Aim of the task: Copy every line from the records below that holds the word "struct".
Data to use Block Start
//! Per-peer EWMA health metrics and score-based auto-remesh decisions.

use crate::types::{now_secs, PeerHealthMetrics};
use parking_lot::Mutex;
use std::collections::{HashMap, HashSet};

pub const PEER_STALE_TIMEOUT_SECS: u64 = 120;
pub const MIN_SAMPLES_FOR_DECISION: u64 = 3;
pub const DEFAULT_JITTER_WEIGHT: f64 = 1.0;
pub const DEFAULT_LOSS_WEIGHT: f64 = 1.0;
const JITTER_ALPHA: f64 = 0.1;

#[derive(Debug, Clone, Default)]
struct PeerMetricsState {
    metrics: PeerHealthMetrics,
}

pub struct HealthMonitor {
    metrics: Mutex<HashMap<String, PeerMetricsState>>,
    jitter_weight: f64,
    loss_weight: f64,
    min_samples_for_decision: u64,
    rate_limit: Mutex<RateLimitState>,
}

struct RateLimitState {
    current_backoff_secs: u64,
    min_remesh_interval_secs: u64,
    max_remesh_interval_secs: u64,
    backoff_multiplier: f64,
    max_consecutive_remesh: u32,
    consecutive_remesh: u32,
    last_remesh_at: Option<u64>,
}

impl Default for RateLimitState {
    fn default() -> Self {
        Self {
            current_backoff_secs: 5,
            min_remesh_interval_secs: 5,
            max_remesh_interval_secs: 300,
            backoff_multiplier: 2.0,
            max_consecutive_remesh: 5,
            consecutive_remesh: 0,
            last_remesh_at: None,
        }
    }
}

#[derive(Debug, Clone, Default)]
pub struct RemeshDecision {
    pub connect_peers: Vec<String>,
    pub disconnect_peers: Vec<String>,
    pub reauth_peers: Vec<String>,
    pub should_execute: bool,
    pub next_allowed_in: u64,
}

impl HealthMonitor {
    pub fn new() -> Self {
        Self {
            metrics: Mutex::new(HashMap::new()),
            jitter_weight: DEFAULT_JITTER_WEIGHT,
            loss_weight: DEFAULT_LOSS_WEIGHT,
            min_samples_for_decision: MIN_SAMPLES_FOR_DECISION,
            rate_limit: Mutex::new(RateLimitState::default()),
        }
    }

    /// Record a single RTT probe outcome for `peer_id`.
    pub fn update_measurement(&self, peer_id: &str, rtt_ms: f64, success: bool) {
        let mut table = self.metrics.lock();
        let state = table.entry(peer_id.to_string()).or_default();
        let m = &mut state.metrics;

        m.total_probes += 1;
        if !success {
            m.last_updated = now_secs();
            m.packet_loss_pct = 100.0 * (m.total_probes - m.success_probes) as f64 / m.total_probes as f64;
            return;
        }

        m.success_probes += 1;
        m.last_rtt = rtt_ms;

        if m.success_probes == 1 {
            m.avg_rtt = rtt_ms;
            m.ewma_rtt = rtt_ms;
            m.jitter_ms = 0.0;
        } else {
            let prev_avg = m.avg_rtt;
            m.avg_rtt += (rtt_ms - m.avg_rtt) / m.success_probes as f64;
            m.jitter_ms = 0.9 * m.jitter_ms + JITTER_ALPHA * (rtt_ms - prev_avg).abs();
            m.ewma_rtt = 0.9 * m.ewma_rtt + 0.1 * rtt_ms;
        }

        m.packet_loss_pct = 100.0 * (m.total_probes - m.success_probes) as f64 / m.total_probes as f64;
        m.last_updated = now_secs();
    }

    pub fn metrics_snapshot(&self, peer_id: &str) -> Option<PeerHealthMetrics> {
        self.metrics.lock().get(peer_id).map(|s| s.metrics)
    }

    fn score(&self, state: &PeerMetricsState) -> f64 {
        let m = &state.metrics;
        let stale = now_secs().saturating_sub(m.last_updated) > PEER_STALE_TIMEOUT_SECS;
        if stale || m.success_probes < self.min_samples_for_decision {
            return f64::INFINITY;
        }
        m.avg_rtt + self.jitter_weight * m.jitter_ms + self.loss_weight * m.packet_loss_pct
    }

    pub fn has_quality_degradation(&self, rtt_threshold_ms: f64, loss_threshold_pct: f64, jitter_threshold_ms: f64) -> bool {
        self.metrics.lock().values().any(|s| {
            s.metrics.avg_rtt > rtt_threshold_ms
                || s.metrics.packet_loss_pct > loss_threshold_pct
                || s.metrics.jitter_ms > jitter_threshold_ms
        })
    }

    /// Compute the desired active peer set from current scores, applying the
    /// rate limiter. `connected` is the set currently connected.
    pub fn compute_remesh(&self, max_active_peers: usize, connected: &HashSet<String>) -> RemeshDecision {
        let mut rate = self.rate_limit.lock();
        let now = now_secs();
        if let Some(last) = rate.last_remesh_at {
            let elapsed = now.saturating_sub(last);
            if elapsed < rate.current_backoff_secs {
                return RemeshDecision {
                    should_execute: false,
                    next_allowed_in: rate.current_backoff_secs - elapsed,
                    ..Default::default()
                };
            }
        }

        let table = self.metrics.lock();
        let mut scored: Vec<(&String, f64)> = table
            .iter()
            .map(|(peer, state)| (peer, self.score(state)))
            .collect();
        scored.sort_by(|a, b| a.1.partial_cmp(&b.1).unwrap_or(std::cmp::Ordering::Equal));

        let mut desired: Vec<String> = Vec::new();
        for (peer, score) in scored {
            if score.is_finite() && desired.len() < max_active_peers {
                desired.push(peer.clone());
            }
        }

        // Degenerate case: nobody has enough data, keep the current set.
        if desired.is_empty() {
            desired = connected.iter().cloned().collect();
        }

        let desired_set: HashSet<String> = desired.into_iter().collect();
        let connect_peers: Vec<String> = desired_set.difference(connected).cloned().collect();
        let disconnect_peers: Vec<String> = connected.difference(&desired_set).cloned().collect();

        if rate.consecutive_remesh >= rate.max_consecutive_remesh {
            rate.current_backoff_secs = rate.max_remesh_interval_secs;
        } else {
            rate.current_backoff_secs = ((rate.current_backoff_secs as f64 * rate.backoff_multiplier) as u64)
                .min(rate.max_remesh_interval_secs);
        }
        rate.consecutive_remesh += 1;
        rate.last_remesh_at = Some(now);

        RemeshDecision {
            connect_peers,
            disconnect_peers,
            reauth_peers: Vec::new(),
            should_execute: true,
            next_allowed_in: 0,
        }
    }

    pub fn reset_rate_limiting(&self) {
        let mut rate = self.rate_limit.lock();
        rate.current_backoff_secs = rate.min_remesh_interval_secs;
        rate.consecutive_remesh = 0;
        rate.last_remesh_at = None;
    }
}

impl Default for HealthMonitor {
    fn default() -> Self {
        Self::new()
    }
}

#[cfg(test)]
mod tests {
    use super::*;

    #[test]
    fn single_success_initializes_avg_and_jitter() {
        let hm = HealthMonitor::new();
        hm.update_measurement("p1", 40.0, true);
        let m = hm.metrics_snapshot("p1").unwrap();
        assert_eq!(m.avg_rtt, 40.0);
        assert_eq!(m.jitter_ms, 0.0);
    }

    #[test]
    fn insufficient_samples_score_infinite() {
        let hm = HealthMonitor::new();
        hm.update_measurement("p1", 40.0, true);
        let connected = HashSet::new();
        let decision = hm.compute_remesh(2, &connected);
        assert!(!decision.connect_peers.contains(&"p1".to_string()));
    }

    #[test]
    fn degradation_scenario_prefers_low_rtt_peers() {
        let hm = HealthMonitor::new();
        for _ in 0..5 {
            hm.update_measurement("p1", 40.0, true);
            hm.update_measurement("p2", 42.0, true);
            hm.update_measurement("p3", 200.0, true);
            hm.update_measurement("p4", 210.0, true);
        }
        for _ in 0..5 {
            hm.update_measurement("p5", 50.0, true);
        }
        for _ in 0..6 {
            hm.update_measurement("p5", 50.0, false);
        }
        let decision = hm.compute_remesh(2, &HashSet::new());
        assert!(decision.connect_peers.contains(&"p1".to_string()));
        assert!(decision.connect_peers.contains(&"p2".to_string()));
        assert!(!decision.connect_peers.contains(&"p3".to_string()));
        assert!(!decision.connect_peers.contains(&"p4".to_string()));
        assert!(!decision.connect_peers.contains(&"p5".to_string()));
    }

    #[test]
    fn rate_limited_immediately_after_remesh() {
        let hm = HealthMonitor::new();
        for _ in 0..5 {
            hm.update_measurement("p1", 40.0, true);
        }
        let first = hm.compute_remesh(1, &HashSet::new());
        assert!(first.should_execute);
        let second = hm.compute_remesh(1, &HashSet::new());
        assert!(!second.should_execute);
        assert!(second.next_allowed_in > 0);
    }

    #[test]
    fn degenerate_empty_desired_keeps_current() {
        let hm = HealthMonitor::new();
        let mut connected = HashSet::new();
        connected.insert("p1".to_string());
        let decision = hm.compute_remesh(2, &connected);
        assert!(decision.disconnect_peers.is_empty());
    }
}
Data to use Block End
Expected answer:
struct PeerMetricsState {
pub struct HealthMonitor {
struct RateLimitState {
pub struct RemeshDecision {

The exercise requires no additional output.